Watch out in a few years, when you've gotten out of practice of being woken up from a deep sleep. My 11 yo's allergies kept her up the other night. I don't remember her coming to our room complaining of not being able to sleep, but apparently I offered a brilliant solution.

"Go back to sleep, you'll feel better."

cwdurbin said...

I guess I'm spoiled by bottle feeding or maybe I just have an AWESOME child. My son is not quite 10 weeks and he's already sleeping through the night (and has been for 2 weeks now.) He falls asleep around 8 pm and is up at 6:40 am when we have to get him up so we can go to work.

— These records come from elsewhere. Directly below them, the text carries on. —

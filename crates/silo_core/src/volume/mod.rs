//! Volumes: append-only needle logs with an in-memory index, a single-writer
//! mutation queue, and vacuum-based space reclamation.

mod scanner;
mod vacuum;
#[allow(clippy::module_inception)]
mod volume;
mod writer;

pub use scanner::scan_data_file;
pub use vacuum::VacuumState;
pub use volume::{
    AppendOutcome, Volume, VolumeOptions, VolumeStatus, COMPACT_DATA_EXT, COMPACT_INDEX_EXT,
    DATA_EXT, INDEX_EXT,
};
pub use writer::VolumeWriter;

pub(crate) use volume::now_secs;
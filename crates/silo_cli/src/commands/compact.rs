//! Compact command implementation.

use std::path::Path;
use std::sync::Arc;

use silo_core::volume::{Volume, DATA_EXT};
use silo_core::VolumeId;
use silo_storage::BackendRegistry;

/// Runs the compact command.
///
/// Loads the volume directly (the store must not be running against the same
/// directory), stages a compacted copy, and swaps it in.
pub fn run(
    path: &Path,
    collection: &str,
    volume: u32,
    threshold: f64,
    dry_run: bool,
) -> Result<(), Box<dyn std::error::Error>> {
    let base = super::volume_base(path, collection, volume);
    if !super::volume_file(&base, DATA_EXT).exists() {
        return Err(format!("Data file not found: {}.{DATA_EXT}", base.display()).into());
    }

    let registry = Arc::new(BackendRegistry::with_defaults());
    let loaded = Volume::load(
        base,
        VolumeId::new(volume),
        collection.to_string(),
        registry,
        "file",
        u64::MAX,
    )?;

    let size_before = loaded.size()?;
    let ratio = loaded.garbage_ratio()?;
    println!("Compacting volume {volume} at {}", path.display());
    if dry_run {
        println!("(dry run - no changes will be made)");
    }
    println!();
    println!("  Size:          {size_before} bytes");
    println!("  Garbage ratio: {ratio:.3}");

    if ratio <= threshold {
        println!();
        println!("No compaction needed - garbage ratio at or below {threshold}");
        return Ok(());
    }
    if dry_run {
        println!();
        println!("Would compact: garbage ratio {ratio:.3} exceeds {threshold}");
        return Ok(());
    }

    println!();
    println!("Performing compaction...");
    loaded.compact()?;
    let revision = match loaded.commit_compact() {
        Ok(revision) => revision,
        Err(err) => {
            loaded.cleanup_compact()?;
            return Err(err.into());
        }
    };
    loaded.cleanup_compact()?;
    loaded.sync()?;

    let size_after = loaded.size()?;
    println!("✓ Compaction complete");
    println!("  Revision:   {revision}");
    println!("  Size after: {size_after} bytes");
    println!(
        "  Space saved: {} bytes ({:.1}%)",
        size_before.saturating_sub(size_after),
        if size_before > 0 {
            (size_before.saturating_sub(size_after)) as f64 / size_before as f64 * 100.0
        } else {
            0.0
        }
    );

    Ok(())
}
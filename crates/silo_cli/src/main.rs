//! silo CLI
//!
//! Command-line tools for inspecting and maintaining volume files.
//!
//! # Commands
//!
//! - `inspect` - Display volume statistics and superblock metadata
//! - `verify` - Verify data log and index integrity
//! - `compact` - Vacuum a volume to reclaim deleted space
//! - `dump-log` - Dump needle records for debugging

mod commands;

use clap::{Parser, Subcommand};
use std::path::PathBuf;
use tracing_subscriber::EnvFilter;

/// silo command-line volume tools.
#[derive(Parser)]
#[command(name = "silo")]
#[command(author, version, about, long_about = None)]
struct Cli {
    /// Path to the store directory
    #[arg(global = true, short, long)]
    path: Option<PathBuf>,

    /// Collection the volume belongs to
    #[arg(global = true, short, long, default_value = "")]
    collection: String,

    /// Enable verbose output
    #[arg(global = true, short, long)]
    verbose: bool,

    #[command(subcommand)]
    command: Commands,
}

#[derive(Subcommand)]
enum Commands {
    /// Display volume statistics and superblock metadata
    Inspect {
        /// Volume id
        volume: u32,

        /// Output format (text, json)
        #[arg(short, long, default_value = "text")]
        format: String,
    },

    /// Verify data log and index integrity
    Verify {
        /// Volume id
        volume: u32,
    },

    /// Vacuum a volume to reclaim deleted space
    Compact {
        /// Volume id
        volume: u32,

        /// Garbage ratio below which nothing happens
        #[arg(short, long, default_value = "0.0")]
        threshold: f64,

        /// Dry run - report the garbage ratio and stop
        #[arg(short, long)]
        dry_run: bool,
    },

    /// Dump needle records for debugging
    DumpLog {
        /// Volume id
        volume: u32,

        /// Maximum number of records to dump
        #[arg(short, long)]
        limit: Option<usize>,

        /// Output format (text, json)
        #[arg(short, long, default_value = "text")]
        format: String,
    },

    /// Show version information
    Version,
}

fn main() -> Result<(), Box<dyn std::error::Error>> {
    let cli = Cli::parse();

    let filter = if cli.verbose {
        EnvFilter::new("debug")
    } else {
        EnvFilter::new("info")
    };
    tracing_subscriber::fmt().with_env_filter(filter).init();

    match cli.command {
        Commands::Inspect { volume, format } => {
            let path = cli.path.ok_or("Store path required for inspect")?;
            commands::inspect::run(&path, &cli.collection, volume, &format)?;
        }
        Commands::Verify { volume } => {
            let path = cli.path.ok_or("Store path required for verify")?;
            commands::verify::run(&path, &cli.collection, volume)?;
        }
        Commands::Compact {
            volume,
            threshold,
            dry_run,
        } => {
            let path = cli.path.ok_or("Store path required for compact")?;
            commands::compact::run(&path, &cli.collection, volume, threshold, dry_run)?;
        }
        Commands::DumpLog {
            volume,
            limit,
            format,
        } => {
            let path = cli.path.ok_or("Store path required for dump-log")?;
            commands::dump_log::run(&path, &cli.collection, volume, limit, &format)?;
        }
        Commands::Version => {
            println!("silo {}", env!("CARGO_PKG_VERSION"));
        }
    }

    Ok(())
}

He used to be up at 11p, 2am and 5am (I can verify it does it exist as well!) and he cut them out one at a time like a toddler cuts out naps!

Steve Davis said...

Brian this is how I bonded with all five on my children, especially the girls. By the way when they need something in the night or have a bad dream do they call their mom, no it is always dad. Nothing quite so satisfying.

Kara said...

You are such a great dad, Brian. Loved this post (and your children, I'm sure, when adults, will, too).

Peter Combs said...

Good luck on the sleepless nights, man. Also, keep working away at that resolution list. Progress can be slow sometimes, but totally worth it!

Annasue said...

Nice job. I don't get it though. My son is 18 months, no longer nursed and I stopped giving him his pacifier recently. But for some reason, every night at 4 am, he's up. Tried ignoring him, but it just gets louder. I'm such a sucker I go pick him up only to have the cycle repeated nightly. :(

Muddy said...

Hi Brian! Love your blog...makes me laugh! I have 3 boys & I guess I breed little nocturnal beings because none of them slept through the night for years, despite my begging them to on bended knee while trying unsuccessfully to choke back the sobs. Sounds like you're already ahead of the curve!